Anyway, I decided to change the spec a bit. My version would measure the apparent temperature (the temperature you actually felt) and UVI (Ultraviolet Index). They can be harmful if the levels get too high.
All stuff (including the small power bank) are installed on a cheap sports bracer. I also wore a sports sleeve underneath it.
This is what this glove does:
- The TM1637 displays time read from the DS3231 RTC (real time clock) module, just like a real watch.
- If you hold the button (it would wait 2 sec on start) when the device "boot up", the ESP8266 would connect to WiFi, query NTP server and update DS3231's internal time. (Then it would disconnect itself.)

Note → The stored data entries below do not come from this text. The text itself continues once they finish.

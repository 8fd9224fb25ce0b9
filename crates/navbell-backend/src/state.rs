/// The core application state that holds configuration and other shared
/// resources.
///
/// This struct contains all the data that needs to be shared across async
/// tasks in the application.
///
/// It is designed to be wrapped in thread-safe, async-friendly concurrency
/// primitives (see [`SharedState`]) to allow safe concurrent reads and
/// occasional writes from multiple tasks.
#[derive(Debug)]
pub struct State {
    /// The loaded application configuration.
    pub config: navbell_bridge::config::Config,
    /// Shared HTTP client for making efficient, pooled requests.
    pub request_client: reqwest::Client,
    /// Handle of the running unread polling loop, if any.
    pub poller: Option<crate::services::polling_service::UnreadPoller>,
}

/// Thread-safe, async-friendly shared reference to the application [`State`].
///
/// This is the recommended way to pass state into async handlers, background
/// tasks, or any context where multiple tasks need read access (and occasional
/// write access).
pub type SharedState = std::sync::Arc<tokio::sync::RwLock<State>>;
//! Backend service handlers for frontend-driven requests.
//!
//! This module groups async request handlers that operate on the shared
//! `AppContext`, perform side effects (network), and push state updates back
//! to the frontend.

pub mod config_service;
pub mod polling_service;
pub mod unread_service;

/// Represents a type that is used in all handlers as an application context.
pub(crate) type AppContextHandle = std::sync::Arc<crate::app::AppContext>;
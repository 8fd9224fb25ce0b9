use gpui::{AppContext, Application, Global, WindowOptions};
use gpui_component::Root;
use navbell_bridge::MessageFromBackend;
use tokio::sync::mpsc;

use crate::entities::{settings_entity::SettingsEntity, unread_entity::UnreadEntity};

pub mod components;
pub mod entities;
mod views;

#[derive(Clone)]
pub struct BackendBridge {
    pub to_backend: mpsc::Sender<navbell_bridge::MessageToBackend>,
}

impl BackendBridge {
    pub async fn request_config(&self) {
        self.to_backend
            .send(navbell_bridge::MessageToBackend::ConfigurationRequest)
            .await
            .expect("failed to request config");
    }

    pub async fn refresh_unread(&self) {
        self.to_backend
            .send(navbell_bridge::MessageToBackend::RefreshUnreadRequest)
            .await
            .expect("failed to request an unread refresh");
    }

    pub async fn start_unread_polling(&self) {
        self.to_backend
            .send(navbell_bridge::MessageToBackend::StartUnreadPolling)
            .await
            .expect("failed to request polling start");
    }

    pub async fn stop_unread_polling(&self) {
        self.to_backend
            .send(navbell_bridge::MessageToBackend::StopUnreadPolling)
            .await
            .expect("failed to request polling stop");
    }
}

impl Global for BackendBridge {}

pub fn run(
    mut rx: mpsc::Receiver<navbell_bridge::MessageFromBackend>,
    tx: mpsc::Sender<navbell_bridge::MessageToBackend>,
) -> anyhow::Result<()> {
    let app = Application::new().with_assets(gpui_component_assets::Assets);

    app.run(move |cx| {
        gpui_component::init(cx);

        let settings = cx.new(|_| SettingsEntity::default());
        let unread = cx.new(|_| UnreadEntity::default());

        let data = entities::DataEntities { settings, unread };
        let listener_data = data.clone();

        let bridge = BackendBridge {
            to_backend: tx.clone(),
        };
        cx.set_global(bridge.clone());

        cx.spawn(async move |cx| {
            let opened = cx.open_window(WindowOptions::default(), |window, cx| {
                cx.spawn(async move |cx| {
                    while let Some(message) = rx.recv().await {
                        log::debug!("Got a message from backend: {message:?}");
                        match message {
                            MessageFromBackend::ConfigurationResponse(config) => {
                                SettingsEntity::update(&listener_data.settings, config, cx)
                            }
                            MessageFromBackend::UnreadCountUpdate(cantidad) => {
                                UnreadEntity::update(&listener_data.unread, cantidad, cx)
                            }
                        }
                    }
                })
                .detach();

                let view = cx.new(|cx| crate::views::FrontendUi::new(&data, cx));
                cx.new(|cx| Root::new(view, window, cx))
            });

            if let Err(err) = opened {
                // The bell container never appeared, so unread polling has
                // to stay off for this run.
                log::error!("Failed to open the main window, unread polling stays disabled: {err}");
                return Ok(());
            }

            bridge.request_config().await;
            bridge.start_unread_polling().await;

            Ok::<_, anyhow::Error>(())
        })
        .detach();
    });

    Ok(())
}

- The 0.96" SSD1306 OLED displays apparent temperature, which is calculated from temperature, humidity and atmospheric pressure read from BME280. (The formula is listed below.)
- The 12-bit NeoPixel ring indicates UVI (2-13) measured from ML8511 with different colors.
- When pressing the button, the NeoPixel ring would light up in max brightness level as flashlight.
- The Illuminance reading (lux) from BH1750 light sensor would be used to control the blue LED as well as brightness level of TM1637 and NeoPixels. (for the OLED, I simply turn off some of the lines.)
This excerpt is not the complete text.